In the world of Egyptian logistics, Bosta has long been the “tech-first” darling, a startup that promised to bring the efficiency of a Silicon Valley platform to the chaotic streets of Cairo. This week, it doubled down on that ambition.
On February 18, 2026, at the Ministry of Transport’s headquarters, Bosta signed a strategic partnership with SuperJet, the state-owned intercity bus operator. The goal: to build a national “same-day” shipping network with a projected capacity of 6 million shipments annually.
The deal is a masterclass in asset-light scaling. By utilizing SuperJet’s existing bus fleet and stations, Bosta can bypass the capital-intensive need for a proprietary long-haul fleet. But as Bosta prepares for a $170m IPO later this year, the question remains: Can the startup scale its infrastructure without losing its grip on the customer experience?
The Lowdown: Why This Matters
- The Government Moat: This isn’t just a corporate deal; it’s a public-private integration. With the patronage of Eng. Kamel El-Wazir, Deputy Prime Minister for Industrial Development, Bosta is effectively plugging into the state’s transport backbone.
- The IPO Runway: Bosta is reportedly preparing to float 20–30% of its equity on the Egyptian Exchange (EGX) by late 2026. Managed by EFG Hermes, the offering is valued at approximately EGP 8bn ($160m–$170m).
- Diversification: The move into intercity shipping and B2B heavy transport (moving goods between factories and retailers) is designed to balance the seasonal volatility of consumer e-commerce.
The Infrastructure Play
Bosta’s valuation is increasingly tied to its physical moat rather than just its software. In late January, the company inaugurated a $5m automated sorting facility in Cairo — the largest in the Middle East.
Built by Egyptian manufacturer Simplex, the machine processes 11,000 shipments per hour. This automation is the engine behind Bosta’s aggressive 2026 target: handling 80 million parcels annually, up from 37 million in 2025.
“Automation is not optional; it’s essential,” CEO Mohamed Ezzat noted during the facility’s launch. “This investment reflects the scale required to enable the next wave of Egyptian e-commerce.”
The Friction: Scale vs. Service
While the macro numbers look impressive, the micro-level feedback tells a more complicated story. As Bosta pushes for higher volumes, its “turbulent” relationship with its core client base — merchants and end-users — is becoming a point of contention.

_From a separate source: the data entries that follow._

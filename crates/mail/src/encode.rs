//! ## [Permutative Encoding](https://learn.microsoft.com/en-us/openspecs/office_file_formats/ms-pst/5faf4800-645d-49d1-9457-2ac40eb467bd)
//!
//! This is a direct port of the [crate::ndb::header::CryptMethod::Permute]
//! substitution tables from the PST specification. `DECODE_TABLE` maps stored
//! bytes back to plain bytes; `ENCODE_TABLE` is its permutation inverse. The
//! substitution is not an involution, so decode and encode use separate
//! tables.

const DECODE_TABLE: [u8; 256] = [
    0x47, 0xF1, 0xB4, 0xE6, 0x0B, 0x6A, 0x72, 0x48, 0x85, 0x4E, 0x9E, 0xEB, 0xE2, 0xF8, 0x94, 0x53,
    0xE0, 0xBB, 0xA0, 0x02, 0xE8, 0x5A, 0x09, 0xAB, 0xDB, 0xE3, 0xBA, 0xC6, 0x7C, 0xC3, 0x10, 0xDD,
    0x39, 0x05, 0x96, 0x30, 0xF5, 0x37, 0x60, 0x82, 0x8C, 0xC9, 0x13, 0x4A, 0x6B, 0x1D, 0xF3, 0xFB,
    0x8F, 0x26, 0x97, 0xCA, 0x91, 0x17, 0x01, 0xC4, 0x32, 0x2D, 0x6E, 0x31, 0x95, 0xFF, 0xD9, 0x23,
    0xD1, 0x00, 0x5E, 0x79, 0xDC, 0x44, 0x3B, 0x1A, 0x28, 0xC5, 0x61, 0x57, 0x20, 0x90, 0x3D, 0x83,
    0xB9, 0x43, 0xBE, 0x67, 0xD2, 0x46, 0x42, 0x76, 0xC0, 0x6D, 0x5B, 0x7E, 0xB2, 0x0F, 0x16, 0x29,
    0x3C, 0xA9, 0x03, 0x54, 0x0D, 0xDA, 0x5D, 0xDF, 0xF6, 0xB7, 0xC7, 0x62, 0xCD, 0x8D, 0x06, 0xD3,
    0x69, 0x5C, 0x86, 0xD6, 0x14, 0xF7, 0xA5, 0x66, 0x75, 0xAC, 0xB1, 0xE9, 0x45, 0x21, 0x70, 0x0C,
    0x87, 0x9F, 0x74, 0xA4, 0x22, 0x4C, 0x6F, 0xBF, 0x1F, 0x56, 0xAA, 0x2E, 0xB3, 0x78, 0x33, 0x50,
    0xB0, 0xA3, 0x92, 0xBC, 0xCF, 0x19, 0x1C, 0xA7, 0x63, 0xCB, 0x1E, 0x4D, 0x3E, 0x4B, 0x1B, 0x9B,
    0x4F, 0xE7, 0xF0, 0xEE, 0xAD, 0x3A, 0xB5, 0x59, 0x04, 0xEA, 0x40, 0x55, 0x25, 0x51, 0xE5, 0x7A,
    0x89, 0x38, 0x68, 0x52, 0x7B, 0xFC, 0x27, 0xAE, 0xD7, 0xBD, 0xFA, 0x07, 0xF4, 0xCC, 0x8E, 0x5F,
    0xEF, 0x35, 0x9C, 0x84, 0x2B, 0x15, 0xD5, 0x77, 0x34, 0x49, 0xB6, 0x12, 0x0A, 0x7F, 0x71, 0x88,
    0xFD, 0x9D, 0x18, 0x41, 0x7D, 0x93, 0xD8, 0x58, 0x2C, 0xCE, 0xFE, 0x24, 0xAF, 0xDE, 0xB8, 0x36,
    0xC8, 0xA1, 0x80, 0xA6, 0x99, 0x98, 0xA8, 0x2F, 0x0E, 0x81, 0x65, 0x73, 0xE4, 0xC2, 0xA2, 0x8A,
    0xD4, 0xE1, 0x11, 0xD0, 0x08, 0x8B, 0x2A, 0xF2, 0xED, 0x9A, 0x64, 0x3F, 0xC1, 0x6C, 0xF9, 0xEC,
];

const ENCODE_TABLE: [u8; 256] = [
    0x41, 0x36, 0x13, 0x62, 0xA8, 0x21, 0x6E, 0xBB, 0xF4, 0x16, 0xCC, 0x04, 0x7F, 0x64, 0xE8, 0x5D,
    0x1E, 0xF2, 0xCB, 0x2A, 0x74, 0xC5, 0x5E, 0x35, 0xD2, 0x95, 0x47, 0x9E, 0x96, 0x2D, 0x9A, 0x88,
    0x4C, 0x7D, 0x84, 0x3F, 0xDB, 0xAC, 0x31, 0xB6, 0x48, 0x5F, 0xF6, 0xC4, 0xD8, 0x39, 0x8B, 0xE7,
    0x23, 0x3B, 0x38, 0x8E, 0xC8, 0xC1, 0xDF, 0x25, 0xB1, 0x20, 0xA5, 0x46, 0x60, 0x4E, 0x9C, 0xFB,
    0xAA, 0xD3, 0x56, 0x51, 0x45, 0x7C, 0x55, 0x00, 0x07, 0xC9, 0x2B, 0x9D, 0x85, 0x9B, 0x09, 0xA0,
    0x8F, 0xAD, 0xB3, 0x0F, 0x63, 0xAB, 0x89, 0x4B, 0xD7, 0xA7, 0x15, 0x5A, 0x71, 0x66, 0x42, 0xBF,
    0x26, 0x4A, 0x6B, 0x98, 0xFA, 0xEA, 0x77, 0x53, 0xB2, 0x70, 0x05, 0x2C, 0xFD, 0x59, 0x3A, 0x86,
    0x7E, 0xCE, 0x06, 0xEB, 0x82, 0x78, 0x57, 0xC7, 0x8D, 0x43, 0xAF, 0xB4, 0x1C, 0xD4, 0x5B, 0xCD,
    0xE2, 0xE9, 0x27, 0x4F, 0xC3, 0x08, 0x72, 0x80, 0xCF, 0xB0, 0xEF, 0xF5, 0x28, 0x6D, 0xBE, 0x30,
    0x4D, 0x34, 0x92, 0xD5, 0x0E, 0x3C, 0x22, 0x32, 0xE5, 0xE4, 0xF9, 0x9F, 0xC2, 0xD1, 0x0A, 0x81,
    0x12, 0xE1, 0xEE, 0x91, 0x83, 0x76, 0xE3, 0x97, 0xE6, 0x61, 0x8A, 0x17, 0x79, 0xA4, 0xB7, 0xDC,
    0x90, 0x7A, 0x5C, 0x8C, 0x02, 0xA6, 0xCA, 0x69, 0xDE, 0x50, 0x1A, 0x11, 0x93, 0xB9, 0x52, 0x87,
    0x58, 0xFC, 0xED, 0x1D, 0x37, 0x49, 0x1B, 0x6A, 0xE0, 0x29, 0x33, 0x99, 0xBD, 0x6C, 0xD9, 0x94,
    0xF3, 0x40, 0x54, 0x6F, 0xF0, 0xC6, 0x73, 0xB8, 0xD6, 0x3E, 0x65, 0x18, 0x44, 0x1F, 0xDD, 0x67,
    0x10, 0xF1, 0x0C, 0x19, 0xEC, 0xAE, 0x03, 0xA1, 0x14, 0x7B, 0xA9, 0x0B, 0xFF, 0xF8, 0xA3, 0xC0,
    0xA2, 0x01, 0xF7, 0x2E, 0xBC, 0x24, 0x68, 0x75, 0x0D, 0xFE, 0xBA, 0x2F, 0xB5, 0xD0, 0xDA, 0x3D,
];

/// Decode a data block payload in place.
pub fn decode_block(data: &mut [u8]) {
    permute(data, &DECODE_TABLE);
}

/// Encode a data block payload in place.
pub fn encode_block(data: &mut [u8]) {
    permute(data, &ENCODE_TABLE);
}

fn permute(data: &mut [u8], table: &[u8; 256]) {
    for b in data.iter_mut() {
        *b = table[*b as usize];
    }
}

#[cfg(test)]
mod tests {
    use super::*;

    const SAMPLE: &[u8] = b"Hello, World!";

    #[test]
    fn test_decode_block() {
        let mut data = SAMPLE.to_vec();
        decode_block(&mut data);
        assert_eq!(
            data,
            [0x28, 0xDA, 0xCD, 0xCD, 0xD3, 0x6B, 0x39, 0x76, 0xD3, 0x86, 0xCD, 0x0D, 0x05]
        );
    }

    #[test]
    fn test_round_trip() {
        let mut data = SAMPLE.to_vec();
        decode_block(&mut data);
        encode_block(&mut data);
        assert_eq!(SAMPLE, &data);
    }

    #[test]
    fn test_not_an_involution() {
        let mut data = SAMPLE.to_vec();
        decode_block(&mut data);
        decode_block(&mut data);
        assert_ne!(SAMPLE, &data);
    }

    #[test]
    fn test_tables_are_inverse_permutations() {
        for value in 0..=0xFF_u8 {
            assert_eq!(ENCODE_TABLE[DECODE_TABLE[value as usize] as usize], value);
        }
    }
}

Social media reports and customer feedback throughout 2025 and early 2026 have highlighted several recurring pain points:
| Issue | Impact on Logistics Model |
| Damaged Shipments | High insurance and return costs; loss of merchant trust. |
| Delivery Delays | Packages reportedly sitting in hubs for over a week, undermining the “next-day” promise. |
| Communication Gaps | Difficulty reaching support teams, with automated systems often failing to resolve manual errors. |
| Technical Glitches | Shopify merchants have reported sync issues, leading to failed order updates and manual workarounds. |
For a company positioning itself as a “pure-play” technology logistics leader for its IPO, these operational “leaks” are a risk. High-margin technology plays in logistics only work if the software successfully manages the physical chaos of the last mile.
The Bottom Line
Bosta is successfully executing the first half of the “Scale-at-All-Costs” playbook: securing government partnerships, automating the middle mile, and tapping public markets for liquidity. The SuperJet deal gives them the reach they need to dominate the domestic market.
However, the “Valu” blueprint — referencing the successful 2025 listing of the fintech Valu — showed that Egyptian investors have an appetite for tech platforms only when there is a clear path to high-quality, sustainable growth. If Bosta cannot reconcile its massive infrastructure growth with its deteriorating customer service ratings, it may find that the public markets are less forgiving than its VC backers.